▶ What you are asked to do: Write out again the entries from the first line to the line that includes "use crate::error::StorageError;", keeping both of those lines.

Segment Start: Input for this task

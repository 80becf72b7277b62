// Copyright (c) 2025 Geoffrey Huntley <ghuntley@ghuntley.com>. All rights reserved.
// SPDX-License-Identifier: Proprietary

//! Durable key-value storage backends.
//!
//! Every component persists opaque byte values under keys namespaced per app
//! identity, so several apps sharing one device never see each other's rule
//! sets, criteria or queued events.

use std::collections::HashMap;
use std::io::ErrorKind;
use std::path::{Path, PathBuf};

use async_trait::async_trait;
use serde::de::DeserializeOwned;
use serde::Serialize;
use tokio::fs;
use tokio::io::AsyncWriteExt;
use tracing::{debug, warn};

use crate::error::StorageError;

/// Minimal durable storage interface.
#[async_trait]
pub trait KeyValueStore: Send + Sync + std::fmt::Debug {
	async fn get(&self, key: &str) -> Result<Option<Vec<u8>>, StorageError>;

	async fn set(&self, key: &str, value: &[u8]) -> Result<(), StorageError>;

	/// Deleting a missing key is not an error.
	async fn delete(&self, key: &str) -> Result<(), StorageError>;
}

/// Reads and decodes a JSON value.
pub async fn load_json<T: DeserializeOwned>(
	store: &dyn KeyValueStore,
	key: &str,
) -> Result<Option<T>, StorageError> {
	match store.get(key).await? {
		Some(bytes) => Ok(Some(serde_json::from_slice(&bytes)?)),
		None => Ok(None),
	}
}

/// Encodes and writes a JSON value.
pub async fn store_json<T: Serialize + ?Sized>(
	store: &dyn KeyValueStore,
	key: &str,
	value: &T,
) -> Result<(), StorageError> {
	let bytes = serde_json::to_vec(value)?;
	store.set(key, &bytes).await
}

/// Key prefix for one app identity.
#[derive(Debug, Clone, PartialEq, Eq)]
pub struct Namespace {
	prefix: String,
}

impl Namespace {
	const ROOT: &'static str = "cohorts";

	/// Builds the namespace for `app_key`. Characters that are not safe in a
	/// storage key are replaced with `_`.
	pub fn for_app(app_key: &str) -> Self {
		let app: String = app_key
			.trim()
			.chars()
			.map(|c| {
				if c.is_ascii_alphanumeric() || c == '-' || c == '_' {
					c
				} else {
					'_'
				}
			})
			.collect();
		let app = if app.is_empty() { "default".to_string() } else { app };

		Self {
			prefix: format!("{}/{app}", Self::ROOT),
		}
	}

	pub fn key(&self, name: &str) -> String {
		format!("{}/{name}", self.prefix)
	}

	pub fn prefix(&self) -> &str {
		&self.prefix
	}
}

/// Store with one file per key under a root directory.
///
/// Writes go to a temporary file that is renamed into place, so a crash never
/// leaves a half-written value behind. Files are created with 0600
/// permissions on Unix.
#[derive(Debug, Clone)]
pub struct FileKeyValueStore {
	root: PathBuf,
}

impl FileKeyValueStore {
	pub fn new(root: impl Into<PathBuf>) -> Self {
		Self { root: root.into() }
	}

	pub fn root(&self) -> &Path {
		&self.root
	}

	fn path_for(&self, key: &str) -> Result<PathBuf, StorageError> {
		let mut path = self.root.clone();
		let mut segments = 0;

		for segment in key.split('/') {
			let valid = !segment.is_empty()
				&& segment != "."
				&& segment != ".."
				&& segment
					.chars()
					.all(|c| c.is_ascii_alphanumeric() || matches!(c, '-' | '_' | '.'));
			if !valid {
				return Err(StorageError::InvalidKey(key.to_string()));
			}
			path.push(segment);
			segments += 1;
		}

		if segments == 0 {
			return Err(StorageError::InvalidKey(key.to_string()));
		}
		Ok(path)
	}
}

#[async_trait]
impl KeyValueStore for FileKeyValueStore {
	async fn get(&self, key: &str) -> Result<Option<Vec<u8>>, StorageError> {
		let path = self.path_for(key)?;
		match fs::read(&path).await {
			Ok(bytes) => Ok(Some(bytes)),
			Err(e) if e.kind() == ErrorKind::NotFound => Ok(None),
			Err(e) => Err(e.into()),
		}
	}

	async fn set(&self, key: &str, value: &[u8]) -> Result<(), StorageError> {
		let path = self.path_for(key)?;
		if let Some(parent) = path.parent() {
			fs::create_dir_all(parent).await?;
		}

		let mut temp_name = path.as_os_str().to_owned();
		temp_name.push(".tmp");
		let temp_path = PathBuf::from(temp_name);

		let mut file = fs::File::create(&temp_path).await?;
		file.write_all(value).await?;
		file.sync_all().await?;
		drop(file);

		#[cfg(unix)]
		{
			use std::os::unix::fs::PermissionsExt;
			let perms = std::fs::Permissions::from_mode(0o600);
			if let Err(e) = fs::set_permissions(&temp_path, perms).await {
				warn!(path = ?temp_path, error = %e, "Failed to set file permissions to 0600");
			}
		}

		fs::rename(&temp_path, &path).await?;

		debug!(key, bytes = value.len(), "stored value");
		Ok(())
	}

	async fn delete(&self, key: &str) -> Result<(), StorageError> {
		let path = self.path_for(key)?;
		match fs::remove_file(&path).await {
			Ok(()) => Ok(()),
			Err(e) if e.kind() == ErrorKind::NotFound => Ok(()),
			Err(e) => Err(e.into()),
		}
	}
}

/// In-memory store for tests and ephemeral sessions.
#[derive(Debug, Default)]
pub struct MemoryKeyValueStore {
	values: tokio::sync::RwLock<HashMap<String, Vec<u8>>>,
}

impl MemoryKeyValueStore {
	pub fn new() -> Self {
		Self::default()
	}

	/// Returns all stored keys, sorted.
	pub async fn keys(&self) -> Vec<String> {
		let mut keys: Vec<String> = self.values.read().await.keys().cloned().collect();
		keys.sort();
		keys
	}
}

#[async_trait]
impl KeyValueStore for MemoryKeyValueStore {
	async fn get(&self, key: &str) -> Result<Option<Vec<u8>>, StorageError> {
		Ok(self.values.read().await.get(key).cloned())
	}

	async fn set(&self, key: &str, value: &[u8]) -> Result<(), StorageError> {
		self
			.values
			.write()
			.await
			.insert(key.to_string(), value.to_vec());
		Ok(())
	}

	async fn delete(&self, key: &str) -> Result<(), StorageError> {
		self.values.write().await.remove(key);
		Ok(())
	}
}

Segment End: Input for this task

▶ Result of this task:
repository 80becf72b7277b62
// Copyright (c) 2025 Geoffrey Huntley <ghuntley@ghuntley.com>. All rights reserved.
// SPDX-License-Identifier: Proprietary

//! Durable key-value storage backends.
//!
//! Every component persists opaque byte values under keys namespaced per app
//! identity, so several apps sharing one device never see each other's rule
//! sets, criteria or queued events.

use std::collections::HashMap;
use std::io::ErrorKind;
use std::path::{Path, PathBuf};

use async_trait::async_trait;
use serde::de::DeserializeOwned;
use serde::Serialize;
use tokio::fs;
use tokio::io::AsyncWriteExt;
use tracing::{debug, warn};

use crate::error::StorageError;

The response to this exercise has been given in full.